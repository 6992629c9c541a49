//! Actions and lifecycle type guards.
//!
//! An action is a plain record describing an intent, keyed by a string
//! `type`. Async lifecycle variants carry request metadata (`requestId`,
//! `arg`, `requestStatus`) and suffix their type with `/pending`,
//! `/fulfilled`, `/rejected`, or `/settled`.

use serde::{Deserialize, Serialize};
use serde_json::{Map, Value};

use crate::error::SerializedError;

/// Lifecycle suffixes appended to a thunk's type prefix.
pub const PENDING_SUFFIX: &str = "/pending";
pub const FULFILLED_SUFFIX: &str = "/fulfilled";
pub const REJECTED_SUFFIX: &str = "/rejected";
pub const SETTLED_SUFFIX: &str = "/settled";

/// The request phase recorded on lifecycle action metadata.
#[derive(Debug, Clone, Copy, PartialEq, Eq, Serialize, Deserialize)]
#[serde(rename_all = "lowercase")]
pub enum RequestStatus {
    Pending,
    Fulfilled,
    Rejected,
}

/// Metadata attached to lifecycle actions.
///
/// `extra` is a flattened bag for subsystem fields (the persistence layer
/// records `key` and `version` on its rehydrate notification there).
#[derive(Debug, Clone, PartialEq, Default, Serialize, Deserialize)]
pub struct ActionMeta {
    #[serde(rename = "requestId", skip_serializing_if = "Option::is_none")]
    pub request_id: Option<String>,
    #[serde(skip_serializing_if = "Option::is_none")]
    pub arg: Option<Value>,
    #[serde(rename = "requestStatus", skip_serializing_if = "Option::is_none")]
    pub request_status: Option<RequestStatus>,
    #[serde(rename = "rejectedWithValue", default, skip_serializing_if = "std::ops::Not::not")]
    pub rejected_with_value: bool,
    #[serde(default, skip_serializing_if = "std::ops::Not::not")]
    pub aborted: bool,
    #[serde(default, skip_serializing_if = "std::ops::Not::not")]
    pub condition: bool,
    #[serde(flatten)]
    pub extra: Map<String, Value>,
}

impl ActionMeta {
    /// Metadata for a lifecycle action of the given request.
    pub fn for_request(request_id: impl Into<String>, arg: Value, status: RequestStatus) -> Self {
        Self {
            request_id: Some(request_id.into()),
            arg: Some(arg),
            request_status: Some(status),
            ..Self::default()
        }
    }
}

/// A plain record describing an intent, uniquely keyed by `type`.
#[derive(Debug, Clone, PartialEq, Serialize, Deserialize)]
pub struct Action {
    #[serde(rename = "type")]
    pub kind: String,
    #[serde(skip_serializing_if = "Option::is_none")]
    pub payload: Option<Value>,
    #[serde(skip_serializing_if = "Option::is_none")]
    pub meta: Option<ActionMeta>,
    #[serde(skip_serializing_if = "Option::is_none")]
    pub error: Option<SerializedError>,
}

impl Action {
    pub fn new(kind: impl Into<String>) -> Self {
        Self {
            kind: kind.into(),
            payload: None,
            meta: None,
            error: None,
        }
    }

    pub fn with_payload(mut self, payload: Value) -> Self {
        self.payload = Some(payload);
        self
    }

    pub fn with_meta(mut self, meta: ActionMeta) -> Self {
        self.meta = Some(meta);
        self
    }

    pub fn with_error(mut self, error: SerializedError) -> Self {
        self.error = Some(error);
        self
    }

    /// The request id recorded on lifecycle metadata, if any.
    pub fn request_id(&self) -> Option<&str> {
        self.meta.as_ref()?.request_id.as_deref()
    }

    /// The request phase recorded on lifecycle metadata, if any.
    pub fn request_status(&self) -> Option<RequestStatus> {
        self.meta.as_ref()?.request_status
    }
}

/// Matches any `*/pending` lifecycle action.
pub fn is_pending(action: &Action) -> bool {
    action.kind.ends_with(PENDING_SUFFIX)
}

/// Matches any `*/fulfilled` lifecycle action.
pub fn is_fulfilled(action: &Action) -> bool {
    action.kind.ends_with(FULFILLED_SUFFIX)
}

/// Matches any `*/rejected` lifecycle action.
pub fn is_rejected(action: &Action) -> bool {
    action.kind.ends_with(REJECTED_SUFFIX)
}

/// Matches any `*/settled` lifecycle action.
pub fn is_settled(action: &Action) -> bool {
    action.kind.ends_with(SETTLED_SUFFIX)
}

/// Matches rejections whose payload was supplied via `reject_with_value`.
pub fn is_rejected_with_value(action: &Action) -> bool {
    is_rejected(action)
        && action
            .meta
            .as_ref()
            .is_some_and(|meta| meta.rejected_with_value)
}

#[cfg(test)]
mod tests {
    use super::*;
    use serde_json::json;

    #[test]
    fn lifecycle_suffix_matching() {
        assert!(is_pending(&Action::new("users/fetch/pending")));
        assert!(is_fulfilled(&Action::new("users/fetch/fulfilled")));
        assert!(is_rejected(&Action::new("users/fetch/rejected")));
        assert!(is_settled(&Action::new("users/fetch/settled")));
        assert!(!is_pending(&Action::new("users/fetch/fulfilled")));
        assert!(!is_rejected(&Action::new("counter/increment")));
    }

    #[test]
    fn rejected_with_value_requires_meta_flag() {
        let plain = Action::new("x/rejected");
        assert!(!is_rejected_with_value(&plain));

        let meta = ActionMeta {
            rejected_with_value: true,
            ..ActionMeta::default()
        };
        let flagged = Action::new("x/rejected").with_meta(meta);
        assert!(is_rejected_with_value(&flagged));
    }

    #[test]
    fn action_serializes_with_type_field() {
        let action = Action::new("todos/add").with_payload(json!({"id": 1}));
        let encoded = serde_json::to_value(&action).unwrap();
        assert_eq!(encoded, json!({"type": "todos/add", "payload": {"id": 1}}));
    }

    #[test]
    fn meta_serializes_camel_case_and_skips_defaults() {
        let meta = ActionMeta::for_request("req-1", json!(7), RequestStatus::Pending);
        let encoded = serde_json::to_value(&meta).unwrap();
        assert_eq!(
            encoded,
            json!({"requestId": "req-1", "arg": 7, "requestStatus": "pending"})
        );
    }
}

WORK TASK:
A word-for-word copy of all the material is the required answer.

SOLUTION TO THIS TASK:
repository 6992629c9c541a49
//! Actions and lifecycle type guards.
//!
//! An action is a plain record describing an intent, keyed by a string
//! `type`. Async lifecycle variants carry request metadata (`requestId`,
//! `arg`, `requestStatus`) and suffix their type with `/pending`,
//! `/fulfilled`, `/rejected`, or `/settled`.

use serde::{Deserialize, Serialize};
use serde_json::{Map, Value};

use crate::error::SerializedError;

/// Lifecycle suffixes appended to a thunk's type prefix.
pub const PENDING_SUFFIX: &str = "/pending";
pub const FULFILLED_SUFFIX: &str = "/fulfilled";
pub const REJECTED_SUFFIX: &str = "/rejected";
pub const SETTLED_SUFFIX: &str = "/settled";

/// The request phase recorded on lifecycle action metadata.
#[derive(Debug, Clone, Copy, PartialEq, Eq, Serialize, Deserialize)]
#[serde(rename_all = "lowercase")]
pub enum RequestStatus {
    Pending,
    Fulfilled,
    Rejected,
}

/// Metadata attached to lifecycle actions.
///
/// `extra` is a flattened bag for subsystem fields (the persistence layer
/// records `key` and `version` on its rehydrate notification there).
#[derive(Debug, Clone, PartialEq, Default, Serialize, Deserialize)]
pub struct ActionMeta {
    #[serde(rename = "requestId", skip_serializing_if = "Option::is_none")]
    pub request_id: Option<String>,
    #[serde(skip_serializing_if = "Option::is_none")]
    pub arg: Option<Value>,
    #[serde(rename = "requestStatus", skip_serializing_if = "Option::is_none")]
    pub request_status: Option<RequestStatus>,
    #[serde(rename = "rejectedWithValue", default, skip_serializing_if = "std::ops::Not::not")]
    pub rejected_with_value: bool,
    #[serde(default, skip_serializing_if = "std::ops::Not::not")]
    pub aborted: bool,
    #[serde(default, skip_serializing_if = "std::ops::Not::not")]
    pub condition: bool,
    #[serde(flatten)]
    pub extra: Map<String, Value>,
}

impl ActionMeta {
    /// Metadata for a lifecycle action of the given request.
    pub fn for_request(request_id: impl Into<String>, arg: Value, status: RequestStatus) -> Self {
        Self {
            request_id: Some(request_id.into()),
            arg: Some(arg),
            request_status: Some(status),
            ..Self::default()
        }
    }
}

/// A plain record describing an intent, uniquely keyed by `type`.
#[derive(Debug, Clone, PartialEq, Serialize, Deserialize)]
pub struct Action {
    #[serde(rename = "type")]
    pub kind: String,
    #[serde(skip_serializing_if = "Option::is_none")]
    pub payload: Option<Value>,
    #[serde(skip_serializing_if = "Option::is_none")]
    pub meta: Option<ActionMeta>,
    #[serde(skip_serializing_if = "Option::is_none")]
    pub error: Option<SerializedError>,
}

impl Action {
    pub fn new(kind: impl Into<String>) -> Self {
        Self {
            kind: kind.into(),
            payload: None,
            meta: None,
            error: None,
        }
    }

    pub fn with_payload(mut self, payload: Value) -> Self {
        self.payload = Some(payload);
        self
    }

    pub fn with_meta(mut self, meta: ActionMeta) -> Self {
        self.meta = Some(meta);
        self
    }

    pub fn with_error(mut self, error: SerializedError) -> Self {
        self.error = Some(error);
        self
    }

    /// The request id recorded on lifecycle metadata, if any.
    pub fn request_id(&self) -> Option<&str> {
        self.meta.as_ref()?.request_id.as_deref()
    }

    /// The request phase recorded on lifecycle metadata, if any.
    pub fn request_status(&self) -> Option<RequestStatus> {
        self.meta.as_ref()?.request_status
    }
}

/// Matches any `*/pending` lifecycle action.
pub fn is_pending(action: &Action) -> bool {
    action.kind.ends_with(PENDING_SUFFIX)
}

/// Matches any `*/fulfilled` lifecycle action.
pub fn is_fulfilled(action: &Action) -> bool {
    action.kind.ends_with(FULFILLED_SUFFIX)
}

/// Matches any `*/rejected` lifecycle action.
pub fn is_rejected(action: &Action) -> bool {
    action.kind.ends_with(REJECTED_SUFFIX)
}

/// Matches any `*/settled` lifecycle action.
pub fn is_settled(action: &Action) -> bool {
    action.kind.ends_with(SETTLED_SUFFIX)
}

/// Matches rejections whose payload was supplied via `reject_with_value`.
pub fn is_rejected_with_value(action: &Action) -> bool {
    is_rejected(action)
        && action
            .meta
            .as_ref()
            .is_some_and(|meta| meta.rejected_with_value)
}

#[cfg(test)]
mod tests {
    use super::*;
    use serde_json::json;

    #[test]
    fn lifecycle_suffix_matching() {
        assert!(is_pending(&Action::new("users/fetch/pending")));
        assert!(is_fulfilled(&Action::new("users/fetch/fulfilled")));
        assert!(is_rejected(&Action::new("users/fetch/rejected")));
        assert!(is_settled(&Action::new("users/fetch/settled")));
        assert!(!is_pending(&Action::new("users/fetch/fulfilled")));
        assert!(!is_rejected(&Action::new("counter/increment")));
    }

    #[test]
    fn rejected_with_value_requires_meta_flag() {
        let plain = Action::new("x/rejected");
        assert!(!is_rejected_with_value(&plain));

        let meta = ActionMeta {
            rejected_with_value: true,
            ..ActionMeta::default()
        };
        let flagged = Action::new("x/rejected").with_meta(meta);
        assert!(is_rejected_with_value(&flagged));
    }

    #[test]
    fn action_serializes_with_type_field() {
        let action = Action::new("todos/add").with_payload(json!({"id": 1}));
        let encoded = serde_json::to_value(&action).unwrap();
        assert_eq!(encoded, json!({"type": "todos/add", "payload": {"id": 1}}));
    }

    #[test]
    fn meta_serializes_camel_case_and_skips_defaults() {
        let meta = ActionMeta::for_request("req-1", json!(7), RequestStatus::Pending);
        let encoded = serde_json::to_value(&meta).unwrap();
        assert_eq!(
            encoded,
            json!({"requestId": "req-1", "arg": 7, "requestStatus": "pending"})
        );
    }
}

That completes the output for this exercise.